Ces retraits marquent néanmoins un véritable retour en arrière. Certes, ils révèlent l’inquiétude des pays Baltes et de la Pologne quant à la préservation de l’intégrité de leur territoire. Au risque d’une extension du conflit russo-ukrainien aux autres pays frontaliers de la Russie s’ajoute celui d’une reprise de la militarisation russe à la frontière estono-lettone, largement ralentie depuis février 2022. Les décisions de retrait s’inscrivent plus généralement dans une tendance au réarmement à l’échelle nationale et régionale, accentuée par l’arrivée de Donald Trump à la Maison Blanche, qui laisse planer le doute sur l’avenir de l’aide et de la présence américaines en Europe.
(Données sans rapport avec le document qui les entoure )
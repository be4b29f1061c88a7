//! crates/educare_core/src/enrollment.rs
//!
//! Teacher-granted free access to courses.

use crate::domain::{Caller, Course, Enrollment, EnrollmentView, User};
use crate::ports::{DatabaseService, PortError, PortResult};
use futures::future::try_join_all;

/// Grants a student free access to a course owned by the granting teacher.
///
/// The pre-insert lookup only produces a friendlier error; the store's unique
/// (student, course) constraint still reports a racing duplicate as `Conflict`.
pub async fn grant_free_access(
    db: &dyn DatabaseService,
    teacher: &Caller,
    course_id: i64,
    student_id: i64,
) -> PortResult<EnrollmentView> {
    let course = db.get_course_by_id(course_id).await?;
    if course.teacher_id != teacher.user_id {
        return Err(PortError::Forbidden(
            "You are not the teacher of this course".to_string(),
        ));
    }
    let student = db.get_user_by_id(student_id).await?;

    if db.find_enrollment(student_id, course_id).await?.is_some() {
        return Err(PortError::Conflict("Student already enrolled".to_string()));
    }

    let enrollment = db
        .create_enrollment(student_id, course_id, teacher.user_id)
        .await?;
    let grantor = find_user(db, teacher.user_id).await?;

    Ok(to_view(enrollment, &student, &course, grantor.as_ref()))
}

/// Deletes an enrollment. Only the teacher who granted it may do so.
pub async fn revoke_free_access(
    db: &dyn DatabaseService,
    teacher: &Caller,
    enrollment_id: i64,
) -> PortResult<()> {
    let enrollment = db.get_enrollment_by_id(enrollment_id).await?;
    if enrollment.granted_by != Some(teacher.user_id) {
        return Err(PortError::Forbidden(
            "You are not authorized to revoke this enrollment".to_string(),
        ));
    }
    db.delete_enrollment(enrollment_id).await
}

pub async fn get_enrollment(
    db: &dyn DatabaseService,
    enrollment_id: i64,
) -> PortResult<EnrollmentView> {
    let enrollment = db.get_enrollment_by_id(enrollment_id).await?;
    let course = db.get_course_by_id(enrollment.course_id).await?;
    resolve_view(db, enrollment, &course).await
}

pub async fn list_enrollments_by_course(
    db: &dyn DatabaseService,
    course_id: i64,
) -> PortResult<Vec<EnrollmentView>> {
    let course = db.get_course_by_id(course_id).await?;
    let enrollments = db.list_enrollments_for_course(course_id).await?;
    try_join_all(
        enrollments
            .into_iter()
            .map(|enrollment| resolve_view(db, enrollment, &course)),
    )
    .await
}

async fn resolve_view(
    db: &dyn DatabaseService,
    enrollment: Enrollment,
    course: &Course,
) -> PortResult<EnrollmentView> {
    let student = db.get_user_by_id(enrollment.student_id).await?;
    let grantor = match enrollment.granted_by {
        Some(id) => find_user(db, id).await?,
        None => None,
    };
    Ok(to_view(enrollment, &student, course, grantor.as_ref()))
}

/// A missing grantor leaves the name blank; any other failure is reported.
async fn find_user(db: &dyn DatabaseService, user_id: i64) -> PortResult<Option<User>> {
    match db.get_user_by_id(user_id).await {
        Ok(user) => Ok(Some(user)),
        Err(PortError::NotFound(_)) => Ok(None),
        Err(e) => Err(e),
    }
}

fn to_view(
    enrollment: Enrollment,
    student: &User,
    course: &Course,
    grantor: Option<&User>,
) -> EnrollmentView {
    EnrollmentView {
        id: enrollment.id,
        student_id: student.id,
        student_name: student.name.clone(),
        course_id: course.id,
        course_title: course.title.clone(),
        granted_by_id: enrollment.granted_by,
        granted_by_name: grantor.map(|u| u.name.clone()),
        enrolled_at: enrollment.enrolled_at,
    }
}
Tandis que les budgets de la défense des pays Baltes et de la Pologne sont parmi les plus élevés d’Europe, le projet de « Ligne de Défense Baltique » à la frontière avec la Russie démontre un positionnement régional coordonné. La décision commune de retrait de la Convention d’Ottawa a néanmoins pu être considérée comme n’ayant « aucun effet sur la protection des frontières » ou comme faisant miroiter une « fausse promesse de sécurité ». L’efficacité des mines antipersonnel est mise en question depuis longtemps. L’absence de preuves du caractère indispensable des mines a déjà été mise en avant, de même que l’existence d’autres options remplissant les mêmes fonctions. Il est donc possible à la fois de poursuivre la satisfaction d’avantages militaires et de minimiser le coût humain des conflits.

Au-delà, les pays européens ne devraient jamais dévier des valeurs qui forment la communauté à laquelle ils appartiennent. Le droit, et en son sein la protection de la personne en droit international, qui a fait l’objet d’une évolution remarquable au cours des 80 dernières années malgré les assauts réguliers qu’il a subis, fait incontestablement partie de ces valeurs et devrait être systématiquement défendu. Le droit dans toutes ses composantes doit demeurer une boussole incontournable. C’est aussi en renforçant ces valeurs, et non en les affaiblissant soi-même par imitation de l’adversaire, que l’on marque son opposition vis-à-vis de ce dernier. À cet égard, on ne peut que relever le paradoxe de ces pays qui, en cherchant à se démarquer de la Russie, emploient les mêmes méthodes. Se sachant sur une ligne de crête,
les ministres de la Défense baltes et polonais ont d’ailleurs souligné que leurs pays restaient tenus par le droit des conflits armés et par l’impératif de protection des civils, en espérant l’articuler avec leurs besoins sécuritaires. Illusion à laquelle il est malheureusement difficile de se rallier, sans compter que d’autres États européens pourraient suivre le mouvement de ces retraits, au premier rang desquels la Finlande, qui a annoncé début avril son intention de se retirer de la Convention d’Ottawa.